The SOLID principles are often explained by using simple examples, but that sometimes makes it hard to spot them in your own code for a real project. That’s why I searched for some examples of these issues in Open Source projects and use them in this series.

The Open/Closed Principle

The Open/Closed Principle, created by Bertrand Meyer in 1988, states:

Software entities (classes, modules, functions, etc.) should be open for extension but closed for modification.

If you want to add functionality to a program and you need to change existing, working code to make it work, you always run into the risk of breaking things that used to work (regression) or forcing you to change other parts of the code as well to be able to deal with the change. If followed correctly, the Open/Closed Principle allows us to add functionality without touching existing code. Thereby preventing a change to cascade into existing parts of the program and possibly creating regression.

What does Open for extension and Closed for modification mean? Open for extension means that the behavior of a software entity can be extended. This allows for making changes required to satisfy new requirements. Closed for modification means that we must not modify the code to extend it with new behavior. In other words: adding new behavior should not lead to changes in the source code.

If you read these two rules, at first it seams that they are conflicting. How can we change or add behavior without touching the source code? The solution lies in using abstraction. Instead of directly adding behavior to a software entity, we create an abstraction for the behavior and use this. This way, we can create new abstractions for functionality and leave the code that is calling the abstraction as is.

An example violation in the wild

Again, let’s look at some code from the NLog framework, a .NET framework that deals with logging and is similar to frameworks like Log4j in Java. I selected this project not because it has low quality code but because it is a medium sized project and has multiple contributors. Chances are that you’ll find potential issues like this in any reasonably sized project, either introduced consciously or unconsciously. That is one of the things that make Open Source great: we can be exposed to others’ work learn from it.

In this project, there is a class named InternalLogger. This is a static class (thus only with static methods, properties and fields) which probably is done for performance reasons. This could also be the reason this design is used. Nevertheless, we can still use it as an example violation. The class has a method Write (shortened to make violation clear):

Let’s say that we want to add another destination to write our message to. Can we do this without touching this code? Unfortunately, not. If we continue this way of working, we would add a private Method WriteTo… that writes to our destination, and call it from the public Write() method.

To satisfy the Open/Closed Principle, what we can do is create an interface IWriter that has a method Write(string message) and create implementations for LogFile, TextWriter, Console and others. In InternalLogger, we can take a list of IWriters and call each one of them. This way, we also get rid of the environment conditionals that cloud up the real intention of the method. In the Reset() method (or somewhere else), we can take care of creating the list with writers. If conditionals are needed for dealing with the environments, at least it is in one place.

Like I said, there could be a good reason why the developers of NLog solved it this way.

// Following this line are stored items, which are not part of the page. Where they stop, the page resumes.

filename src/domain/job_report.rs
use serde::Serialize;

use super::{AudioId, ProcessingStatus};

/// Result of a finished pipeline run, also served by the report surface.
#[derive(Debug, Clone, PartialEq, Eq, Serialize)]
pub struct JobReport {
    pub audio_id: AudioId,
    pub transcript: Option<String>,
    pub summary: Option<String>,
    pub key_points: Vec<String>,
}

#[derive(Debug, Clone, Copy, PartialEq, Eq, Serialize)]
pub struct JobStatusView {
    pub done: bool,
    pub status: ProcessingStatus,
}
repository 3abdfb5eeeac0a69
mod http_audio_stager;

pub use http_audio_stager::HttpAudioStager;
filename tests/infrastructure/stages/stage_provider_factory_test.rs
use audio_digest::application::ports::StageErrorKind;
use audio_digest::infrastructure::stages::StageProviderFactory;
use audio_digest::presentation::config::ProviderSettings;

fn configured() -> ProviderSettings {
    let mut settings = ProviderSettings::default();
    settings.deepgram.api_key = Some("dg-key".to_string());
    settings.openai.api_key = Some("sk-key".to_string());
    settings
}

#[test]
fn given_both_api_keys_when_building_providers_then_succeeds() {
    assert!(StageProviderFactory::create(&configured()).is_ok());
}

#[test]
fn given_missing_deepgram_key_when_building_providers_then_configuration_error_names_setting() {
    let mut settings = configured();
    settings.deepgram.api_key = None;

    let Err(err) = StageProviderFactory::create(&settings) else {
        panic!("expected missing deepgram key to be rejected");
    };

    assert_eq!(err.kind, StageErrorKind::Configuration);
    assert!(err.to_string().contains("providers.deepgram.api_key"));
}

#[test]
fn given_blank_openai_key_when_building_providers_then_configuration_error_names_setting() {
    let mut settings = configured();
    settings.openai.api_key = Some("   ".to_string());

    let Err(err) = StageProviderFactory::create(&settings) else {
        panic!("expected blank openai key to be rejected");
    };

    assert_eq!(err.kind, StageErrorKind::Configuration);
    assert!(err.to_string().contains("providers.openai.api_key"));
}
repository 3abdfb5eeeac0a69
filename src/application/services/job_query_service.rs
use std::sync::Arc;

use crate::application::ports::{AudioJobRepository, RepositoryError};
use crate::domain::{AudioId, AudioJob, JobReport, JobStatusView};

/// Read side backing the status and report endpoints.
pub struct JobQueryService {
    repository: Arc<dyn AudioJobRepository>,
}

impl JobQueryService {
    pub fn new(repository: Arc<dyn AudioJobRepository>) -> Self {
        Self { repository }
    }

    pub async fn status(&self, audio_id: &AudioId) -> Result<JobStatusView, QueryError> {
        Ok(self.load(audio_id).await?.status_view())
    }

    /// Partial results are returned as they are for jobs that failed midway.
    pub async fn report(&self, audio_id: &AudioId) -> Result<JobReport, QueryError> {
        Ok(self.load(audio_id).await?.report())
    }

    async fn load(&self, audio_id: &AudioId) -> Result<AudioJob, QueryError> {
        self.repository
            .get_by_token(audio_id)
            .await?
            .ok_or_else(|| QueryError::NotFound(audio_id.clone()))
    }
}

#[derive(Debug, thiserror::Error)]
pub enum QueryError {
    #[error("audio job not found: {0}")]
    NotFound(AudioId),
    #[error("repository: {0}")]
    Repository(#[from] RepositoryError),
}
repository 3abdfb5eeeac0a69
use std::sync::Arc;

use crate::application::ports::{AudioJobRepository, RepositoryError};
use crate::infrastructure::persistence::{create_pool, run_migrations};
use crate::presentation::config::{DatabaseSettings, StoreProvider};

use super::in_memory_audio_job_repository::InMemoryAudioJobRepository;
use super::pg_audio_job_repository::PgAudioJobRepository;

pub struct RepositoryFactory;

impl RepositoryFactory {
    pub async fn create(
        settings: &DatabaseSettings,
    ) -> Result<Arc<dyn AudioJobRepository>, RepositoryError> {
        match settings.provider {
            StoreProvider::Postgres => {
                let pool = create_pool(settings).await?;
                run_migrations(&pool).await?;
                Ok(Arc::new(PgAudioJobRepository::new(pool)))
            }
            StoreProvider::Memory => {
                tracing::warn!("Using in-memory job store, records are lost on restart");
                Ok(Arc::new(InMemoryAudioJobRepository::new()))
            }
        }
    }
}
use async_trait::async_trait;

use crate::domain::RawKeyPoints;

use super::StageError;

#[async_trait]
pub trait KeyPointExtractor: Send + Sync {
    async fn extract(&self, source: &str) -> Result<RawKeyPoints, StageError>;
}
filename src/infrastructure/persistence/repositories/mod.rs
mod in_memory_audio_job_repository;
mod pg_audio_job_repository;
mod repository_factory;

pub use in_memory_audio_job_repository::InMemoryAudioJobRepository;
pub use pg_audio_job_repository::PgAudioJobRepository;
pub use repository_factory::RepositoryFactory;
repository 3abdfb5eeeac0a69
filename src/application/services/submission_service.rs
use std::sync::Arc;

use crate::application::ports::{AudioJobRepository, JobPublisher, QueueError, RepositoryError};
use crate::domain::{AudioId, AudioJob, DEFAULT_LANGUAGE, UserPlan};

#[derive(Debug, Clone, Default)]
pub struct SubmitAudioRequest {
    pub audio_url: Option<String>,
    pub main_language: Option<String>,
    pub user_plan: Option<String>,
}

/// Producer side: creates the job record and publishes its descriptor.
pub struct SubmissionService {
    repository: Arc<dyn AudioJobRepository>,
    publisher: Arc<dyn JobPublisher>,
}

impl SubmissionService {
    pub fn new(repository: Arc<dyn AudioJobRepository>, publisher: Arc<dyn JobPublisher>) -> Self {
        Self {
            repository,
            publisher,
        }
    }

    pub async fn submit(&self, request: SubmitAudioRequest) -> Result<AudioId, SubmissionError> {
        let audio_url = non_blank(request.audio_url)
            .ok_or_else(|| SubmissionError::Validation("audio_url is required".to_string()))?;
        let main_language =
            non_blank(request.main_language).unwrap_or_else(|| DEFAULT_LANGUAGE.to_string());
        let user_plan = request
            .user_plan
            .as_deref()
            .map(UserPlan::from_label)
            .unwrap_or_default();

        let mut job = AudioJob::new(audio_url, main_language, user_plan);
        self.repository.create(&job).await?;

        if let Err(e) = self.publisher.publish(&job.descriptor()).await {
            tracing::error!(audio_id = %job.audio_id, error = %e, "Failed to enqueue audio job");
            match job.mark_failed(e.to_string()) {
                Ok(()) => {
                    if let Err(save_err) = self.repository.save(&job).await {
                        tracing::error!(error = %save_err, "Failed to mark unqueued job as failed");
                    }
                }
                Err(transition_err) => {
                    tracing::warn!(error = %transition_err, "Unqueued job cannot be marked as failed");
                }
            }
            return Err(SubmissionError::Infrastructure(e));
        }

        tracing::info!(audio_id = %job.audio_id, plan = %user_plan, "Audio job submitted");
        Ok(job.audio_id)
    }
}

fn non_blank(value: Option<String>) -> Option<String> {
    value
        .map(|v| v.trim().to_string())
        .filter(|v| !v.is_empty())
}

#[derive(Debug, thiserror::Error)]
pub enum SubmissionError {
    #[error("validation: {0}")]
    Validation(String),
    #[error("repository: {0}")]
    Repository(#[from] RepositoryError),
    #[error("queue unavailable: {0}")]
    Infrastructure(QueueError),
}
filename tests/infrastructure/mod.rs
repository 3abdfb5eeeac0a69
mod storage;
mod audio_mime;
mod deepgram_speech_to_text;
mod openai_whisper_speech_to_text;

pub use audio_mime::audio_mime_type;
pub use deepgram_speech_to_text::DeepgramSpeechToText;
pub use openai_whisper_speech_to_text::OpenAiWhisperSpeechToText;
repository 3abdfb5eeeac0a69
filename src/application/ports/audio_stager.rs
use std::path::{Path, PathBuf};

use async_trait::async_trait;

use crate::domain::AudioId;

use super::StageError;

/// Moves remote audio onto local storage for the duration of one job.
#[async_trait]
pub trait AudioStager: Send + Sync {
    /// Downloads `audio_url` and returns the local path. A failed download
    /// leaves no partial file behind.
    async fn fetch(&self, audio_url: &str, audio_id: &AudioId) -> Result<PathBuf, StageError>;

    /// Removes a staged file. Removing an already missing file succeeds.
    async fn release(&self, path: &Path) -> Result<(), StageError>;
}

How to spot these kinds of violations

You are violating this principle if you directly work with a concrete implementation instead of an abstraction. The violation becomes visible when you must extend existing code to accommodate new functionality.

Some signs that your code potentially has these kinds of violations:

  • You have private methods that almost do the same thing, but with a slight variation in the implementation (in the NLog example, the WriteToXXX methods)
  • You use (a lot of) ifs to control behavior, e.g. doing something the old way or the new way.
  • You use an abstract class but check for the concrete implementation to control flow (e.g. in C#: Shape is Rectangle)

How to solve these violations

There are different ways to adhere to this principle. One way is to create an interface (or abstract class) for the behavior, implement the interface for a certain behavior and use the interface from the calling class. This way, you can add or change behavior without having to touch the logic that uses the behavior. You can use the Strategy Pattern for this.

Figure 1 Strategy Pattern

Another way of dealing with this problem is by using the Template Method pattern. In this pattern, you create an abstract class containing the base logic, and create implementations of it for different behavior. If you want to add new behavior, you simply create a new class, derive from the base class and add the functionality. The base class remains the same.

Figure 2 Template Method Pattern

If you want to extend functionality (do the original thing and something extra before and/or after) but not want to change the existing class, you could apply the Decorator Pattern to achieve this.

Figure 3 Decorator Pattern


The Open/Closed Principle allows you to add functionality to existing functionality without changing the existing source code. This makes changes more localized and reduces the chance of adding regression to your product.